What the task requires
Print out the entire listing verbatim.

The data
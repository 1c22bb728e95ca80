//! CLI command implementations.

pub mod apply;
pub mod config;
pub mod diff;
pub mod estimate;
pub mod lint;
pub mod suggest;

use std::fs;
use std::path::{Path, PathBuf};

use serde::Serialize;
use serde_json::Value;
use storyline::{PipelineConfig, StoryPipeline};

/// Load configuration from `--config`, or from the default sources.
pub fn load_config(config: Option<&Path>) -> Result<PipelineConfig, Box<dyn std::error::Error>> {
    Ok(match config {
        Some(path) => PipelineConfig::load_from(path)?,
        None => PipelineConfig::load()?,
    })
}

/// Build the pipeline from `--config`, or from the default sources.
pub fn load_pipeline(config: Option<&Path>) -> Result<StoryPipeline, Box<dyn std::error::Error>> {
    Ok(StoryPipeline::with_config(load_config(config)?)?)
}

/// Read a JSON document from disk.
pub fn read_json(path: &Path) -> Result<Value, Box<dyn std::error::Error>> {
    if !path.exists() {
        return Err(format!("File not found: {}", path.display()).into());
    }
    let content = fs::read_to_string(path)?;
    serde_json::from_str(&content)
        .map_err(|e| format!("Invalid JSON in {}: {}", path.display(), e).into())
}

/// Write pretty JSON to `output`, or to stdout when no path is given.
pub fn write_json<T: Serialize>(
    value: &T,
    output: Option<&PathBuf>,
) -> Result<(), Box<dyn std::error::Error>> {
    let content = serde_json::to_string_pretty(value)?;
    match output {
        Some(path) => fs::write(path, content + "\n")?,
        None => println!("{}", content),
    }
    Ok(())
}

#[cfg(test)]
mod tests {
    use super::*;
    use std::io::Write;
    use tempfile::NamedTempFile;

    #[test]
    fn test_read_json_errors() {
        let missing = read_json(Path::new("/nonexistent/story.json"));
        assert!(missing.unwrap_err().to_string().contains("File not found"));

        let mut file = NamedTempFile::new().unwrap();
        file.write_all(b"{not json").unwrap();
        let invalid = read_json(file.path());
        assert!(invalid.unwrap_err().to_string().contains("Invalid JSON"));
    }

    #[test]
    fn test_write_then_read() {
        let dir = tempfile::tempdir().unwrap();
        let path = dir.path().join("story.json");
        let story = serde_json::json!({"title": "Reset password"});

        write_json(&story, Some(&path)).unwrap();
        assert_eq!(read_json(&path).unwrap(), story);
    }
}
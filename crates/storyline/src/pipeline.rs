//! End-to-end flow: generate, then revise with drift tracking.

use serde::{Deserialize, Serialize};
use serde_json::Value;

use crate::config::PipelineConfig;
use crate::error::Result;
use crate::estimation::{DriftAssessment, EstimationResult, Estimator, SessionMeta};
use crate::evaluation::{apply_quick_fixes, EvaluationReport, Evaluator};
use crate::story::{FieldRevision, Story};
use crate::suggestion::{build, Suggestion, SuggestionOptions, SuggestionScope};

/// Output of [`StoryPipeline::generate`].
#[derive(Debug, Clone, Serialize, Deserialize)]
pub struct Generated {
    /// The candidate with quick fixes merged in.
    pub story: Value,
    /// Report on the raw candidate.
    pub report: EvaluationReport,
    /// Estimate of the fixed story.
    pub estimate: EstimationResult,
    /// Session state seeded from the estimate.
    pub session: SessionMeta,
}

/// Output of [`StoryPipeline::revise`].
#[derive(Debug, Clone, Serialize, Deserialize)]
pub struct Revision {
    /// Proposed change, not yet applied.
    pub suggestion: Suggestion,
    /// Report on the candidate.
    pub report: EvaluationReport,
    /// Estimate of the candidate.
    pub estimate: EstimationResult,
    /// Drift of the candidate's estimate from the session's original.
    pub drift: DriftAssessment,
    /// Session state to carry into the next revision.
    pub session: SessionMeta,
}

/// Evaluator and estimator wired together.
#[derive(Debug, Clone, Default)]
pub struct StoryPipeline {
    evaluator: Evaluator,
    estimator: Estimator,
}

impl StoryPipeline {
    /// Create a pipeline with built-in rules.
    pub fn new() -> Self {
        Self::default()
    }

    /// Create a pipeline from loaded configuration.
    pub fn with_config(config: PipelineConfig) -> Result<Self> {
        Ok(Self {
            evaluator: Evaluator::with_config(config.evaluator)?,
            estimator: Estimator::with_config(config.estimator)?,
        })
    }

    pub fn evaluator(&self) -> &Evaluator {
        &self.evaluator
    }

    pub fn estimator(&self) -> &Estimator {
        &self.estimator
    }

    /// Validate a freshly generated story, normalize it and size it.
    pub fn generate(&self, candidate: &Value) -> Generated {
        let report = self.evaluator.evaluate(candidate);
        let story = apply_quick_fixes(candidate, &report);
        let estimate = self.estimator.estimate_record(&story);
        let session = SessionMeta::on_generated(estimate.clone());

        Generated {
            story,
            report,
            estimate,
            session,
        }
    }

    /// Turn a refined candidate into a suggestion against `current`, and
    /// check it for quality and effort drift.
    pub fn revise(
        &self,
        current: &Value,
        candidate: &Value,
        scope: SuggestionScope,
        field_name: Option<&str>,
        options: &SuggestionOptions,
        session: &SessionMeta,
    ) -> Result<Revision> {
        let suggestion = build(current, candidate, scope, field_name, options)?;
        let report = self.evaluator.evaluate(candidate);
        let estimate = self.estimator.estimate_record(candidate);
        let (session, drift) = session.on_revised(estimate.clone());

        if drift.is_signalled() {
            tracing::info!(
                suggestion = %suggestion.id,
                step_change = drift.step_change,
                "revision crossed the drift threshold"
            );
        }

        Ok(Revision {
            suggestion,
            report,
            estimate,
            drift,
            session,
        })
    }

    /// Field-scoped [`revise`](Self::revise) for a typed story: the
    /// candidate is `current` with one field replaced.
    pub fn revise_field(
        &self,
        current: &Story,
        revision: FieldRevision,
        options: &SuggestionOptions,
        session: &SessionMeta,
    ) -> Result<Revision> {
        let field_name = revision.field_name();
        let candidate = current.with_field(revision);
        self.revise(
            &current.to_value()?,
            &candidate.to_value()?,
            SuggestionScope::Field,
            Some(field_name),
            options,
            session,
        )
    }
}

Your solution
repository 1c22bb728e95ca80
//! CLI command implementations.

pub mod apply;
pub mod config;
pub mod diff;
pub mod estimate;
pub mod lint;
pub mod suggest;

use std::fs;
use std::path::{Path, PathBuf};

use serde::Serialize;
use serde_json::Value;
use storyline::{PipelineConfig, StoryPipeline};

/// Load configuration from `--config`, or from the default sources.
pub fn load_config(config: Option<&Path>) -> Result<PipelineConfig, Box<dyn std::error::Error>> {
    Ok(match config {
        Some(path) => PipelineConfig::load_from(path)?,
        None => PipelineConfig::load()?,
    })
}

/// Build the pipeline from `--config`, or from the default sources.
pub fn load_pipeline(config: Option<&Path>) -> Result<StoryPipeline, Box<dyn std::error::Error>> {
    Ok(StoryPipeline::with_config(load_config(config)?)?)
}

/// Read a JSON document from disk.
pub fn read_json(path: &Path) -> Result<Value, Box<dyn std::error::Error>> {
    if !path.exists() {
        return Err(format!("File not found: {}", path.display()).into());
    }
    let content = fs::read_to_string(path)?;
    serde_json::from_str(&content)
        .map_err(|e| format!("Invalid JSON in {}: {}", path.display(), e).into())
}

/// Write pretty JSON to `output`, or to stdout when no path is given.
pub fn write_json<T: Serialize>(
    value: &T,
    output: Option<&PathBuf>,
) -> Result<(), Box<dyn std::error::Error>> {
    let content = serde_json::to_string_pretty(value)?;
    match output {
        Some(path) => fs::write(path, content + "\n")?,
        None => println!("{}", content),
    }
    Ok(())
}

#[cfg(test)]
mod tests {
    use super::*;
    use std::io::Write;
    use tempfile::NamedTempFile;

    #[test]
    fn test_read_json_errors() {
        let missing = read_json(Path::new("/nonexistent/story.json"));
        assert!(missing.unwrap_err().to_string().contains("File not found"));

        let mut file = NamedTempFile::new().unwrap();
        file.write_all(b"{not json").unwrap();
        let invalid = read_json(file.path());
        assert!(invalid.unwrap_err().to_string().contains("Invalid JSON"));
    }

    #[test]
    fn test_write_then_read() {
        let dir = tempfile::tempdir().unwrap();
        let path = dir.path().join("story.json");
        let story = serde_json::json!({"title": "Reset password"});

        write_json(&story, Some(&path)).unwrap();
        assert_eq!(read_json(&path).unwrap(), story);
    }
}
filename crates/storyline/src/pipeline.rs
//! End-to-end flow: generate, then revise with drift tracking.

use serde::{Deserialize, Serialize};
use serde_json::Value;

use crate::config::PipelineConfig;
use crate::error::Result;
use crate::estimation::{DriftAssessment, EstimationResult, Estimator, SessionMeta};
use crate::evaluation::{apply_quick_fixes, EvaluationReport, Evaluator};
use crate::story::{FieldRevision, Story};
use crate::suggestion::{build, Suggestion, SuggestionOptions, SuggestionScope};

/// Output of [`StoryPipeline::generate`].
#[derive(Debug, Clone, Serialize, Deserialize)]
pub struct Generated {
    /// The candidate with quick fixes merged in.
    pub story: Value,
    /// Report on the raw candidate.
    pub report: EvaluationReport,
    /// Estimate of the fixed story.
    pub estimate: EstimationResult,
    /// Session state seeded from the estimate.
    pub session: SessionMeta,
}

/// Output of [`StoryPipeline::revise`].
#[derive(Debug, Clone, Serialize, Deserialize)]
pub struct Revision {
    /// Proposed change, not yet applied.
    pub suggestion: Suggestion,
    /// Report on the candidate.
    pub report: EvaluationReport,
    /// Estimate of the candidate.
    pub estimate: EstimationResult,
    /// Drift of the candidate's estimate from the session's original.
    pub drift: DriftAssessment,
    /// Session state to carry into the next revision.
    pub session: SessionMeta,
}

/// Evaluator and estimator wired together.
#[derive(Debug, Clone, Default)]
pub struct StoryPipeline {
    evaluator: Evaluator,
    estimator: Estimator,
}

impl StoryPipeline {
    /// Create a pipeline with built-in rules.
    pub fn new() -> Self {
        Self::default()
    }

    /// Create a pipeline from loaded configuration.
    pub fn with_config(config: PipelineConfig) -> Result<Self> {
        Ok(Self {
            evaluator: Evaluator::with_config(config.evaluator)?,
            estimator: Estimator::with_config(config.estimator)?,
        })
    }

    pub fn evaluator(&self) -> &Evaluator {
        &self.evaluator
    }

    pub fn estimator(&self) -> &Estimator {
        &self.estimator
    }

    /// Validate a freshly generated story, normalize it and size it.
    pub fn generate(&self, candidate: &Value) -> Generated {
        let report = self.evaluator.evaluate(candidate);
        let story = apply_quick_fixes(candidate, &report);
        let estimate = self.estimator.estimate_record(&story);
        let session = SessionMeta::on_generated(estimate.clone());

        Generated {
            story,
            report,
            estimate,
            session,
        }
    }

    /// Turn a refined candidate into a suggestion against `current`, and
    /// check it for quality and effort drift.
    pub fn revise(
        &self,
        current: &Value,
        candidate: &Value,
        scope: SuggestionScope,
        field_name: Option<&str>,
        options: &SuggestionOptions,
        session: &SessionMeta,
    ) -> Result<Revision> {
        let suggestion = build(current, candidate, scope, field_name, options)?;
        let report = self.evaluator.evaluate(candidate);
        let estimate = self.estimator.estimate_record(candidate);
        let (session, drift) = session.on_revised(estimate.clone());

        if drift.is_signalled() {
            tracing::info!(
                suggestion = %suggestion.id,
                step_change = drift.step_change,
                "revision crossed the drift threshold"
            );
        }

        Ok(Revision {
            suggestion,
            report,
            estimate,
            drift,
            session,
        })
    }

    /// Field-scoped [`revise`](Self::revise) for a typed story: the
    /// candidate is `current` with one field replaced.
    pub fn revise_field(
        &self,
        current: &Story,
        revision: FieldRevision,
        options: &SuggestionOptions,
        session: &SessionMeta,
    ) -> Result<Revision> {
        let field_name = revision.field_name();
        let candidate = current.with_field(revision);
        self.revise(
            &current.to_value()?,
            &candidate.to_value()?,
            SuggestionScope::Field,
            Some(field_name),
            options,
            session,
        )
    }
}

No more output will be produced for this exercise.